Miriam and Alonso step toward the black gap between the redwood bark boards that used to be covered by a door of smaller bark pieces. He leans his head in. “Hello…? Ah. Here is the door. They stowed it inside. I wonder why.”

“There’s no one in there?” Miriam steps inside, ducking low. The ceiling isn’t much more than Amy’s height. Alonso has to hunch over quite a lot.

“And nothing. There is only a door. And an old… eh, loom? Bedframe? I do not know what this is here in the corner.”

“But where did they go? I mean, the floor’s dry. Why would you leave your dry house in the middle of a huge storm? Madness.”

Another refugee arrives, stepping on the boards of the porch outside. It is Esquibel. She ducks in and looks around. “Good. This one is empty. And it has a firepit. Bring him in here.”

Alonso and Miriam go back outside to find Maahjabeen and Flavia unlashing Pradeep from the travois. Soon Esquibel helps them pull his unresisting body inside. His eyes are open and his face is slack. Mandy follows, carrying a sodden ball of sleeping bags and pillows. She disappears within as well.

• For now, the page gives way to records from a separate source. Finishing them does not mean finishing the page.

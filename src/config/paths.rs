//! XDG-compliant path management

use directories::{BaseDirs, ProjectDirs};
use std::path::{Path, PathBuf};

/// Manages all application paths under the XDG base directories
#[derive(Debug, Clone, PartialEq, Eq)]
pub struct Paths {
    config_dir: PathBuf,
    data_dir: PathBuf,
}

impl Default for Paths {
    fn default() -> Self {
        Self::new()
    }
}

impl Paths {
    /// Resolve the XDG directories, falling back to `~/.modshape` when the
    /// platform has none.
    pub fn new() -> Self {
        match ProjectDirs::from("", "", "modshape") {
            Some(dirs) => Self {
                config_dir: dirs.config_dir().to_path_buf(),
                data_dir: dirs.data_dir().to_path_buf(),
            },
            None => Self::under(&fallback_root()),
        }
    }

    /// Keep everything below one directory
    pub fn under(root: &Path) -> Self {
        Self {
            config_dir: root.join("config"),
            data_dir: root.join("data"),
        }
    }

    // ========== Config Paths ==========

    /// Main config file: ~/.config/modshape/config.toml
    pub fn config_file(&self) -> PathBuf {
        self.config_dir.join("config.toml")
    }

    // ========== Data Paths ==========

    /// Mods directory for a specific game: ~/.local/share/modshape/mods/<game>/
    pub fn game_mods_dir(&self, game_id: &str) -> PathBuf {
        self.data_dir.join("mods").join(game_id)
    }

    /// Default profile for a specific game: ~/.local/share/modshape/profiles/<game>/
    pub fn game_profile_dir(&self, game_id: &str) -> PathBuf {
        self.data_dir.join("profiles").join(game_id)
    }
}

/// Log directory shared with `main.rs`: ~/.modshape/
pub fn log_dir() -> PathBuf {
    fallback_root()
}

fn fallback_root() -> PathBuf {
    BaseDirs::new()
        .map(|dirs| dirs.home_dir().to_path_buf())
        .unwrap_or_else(|| PathBuf::from("."))
        .join(".modshape")
}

“What the F?” Jay stands in the center of the the village, turning round and round. “Ghost town. Great. Where’d everybody go? And what do they know that we don’t?” The rain is cold but not frigid and he’s warmed up now. It’s just a lot. Even with his hood cinched tight, it’s hard to keep it out of his ears and eyes.

Alonso watches him from the porch. He beckons to Jay, in disbelief that the boy literally doesn’t have the sense to come in from out of the rain. “Come on. Get out of there and dry off.”

“Hold on, chief.” Jay pokes his head into each of the other huts first. They’re all empty, all the belongings gone except the doors. “So weird… Hey, Alonso. Why do they put the doors inside?”

“Maybe so they do not float away?”

“Seriously. I’m going to float away for sure.” Jay steps onto the porch, shakes like a dog, and unzips his rain parka. It kept him pretty dry except for a hefty leak at his neck. But he’s in shorts and sandals anyway. “You think we can all fit in there?”

Esquibel sticks her head out as Jay asks this. “Firewood,” she orders. “Before you get out of your wet things.”

Jay sighs. “Sure thing, Doc.” He zips his parka right back up and steps out into the downpour.

Once Esquibel withdraws from the small door, Alonso peeks in. Yes, they are all settled and now there is room for the rest of them. “Come on, Triquet. Let’s drag you in here too.”

“Oh, fine. I’m fine. I’m coming.” Triquet hauls themself to their feet and tries putting weight on the ankle. “Yes. Perfectly fine.” But then they try tilting their foot outward and pain runs up the outside of their lower leg. “Or, well, not entirely. But walking I can do. Careful walking. Or even crawling.” It does seem like the better option. They make a grand entrance, on hands and knees, but no one even looks up. The others are engaged in their own struggles. Triquet finds a spot in the far corner and eases their back against the blackened timbers.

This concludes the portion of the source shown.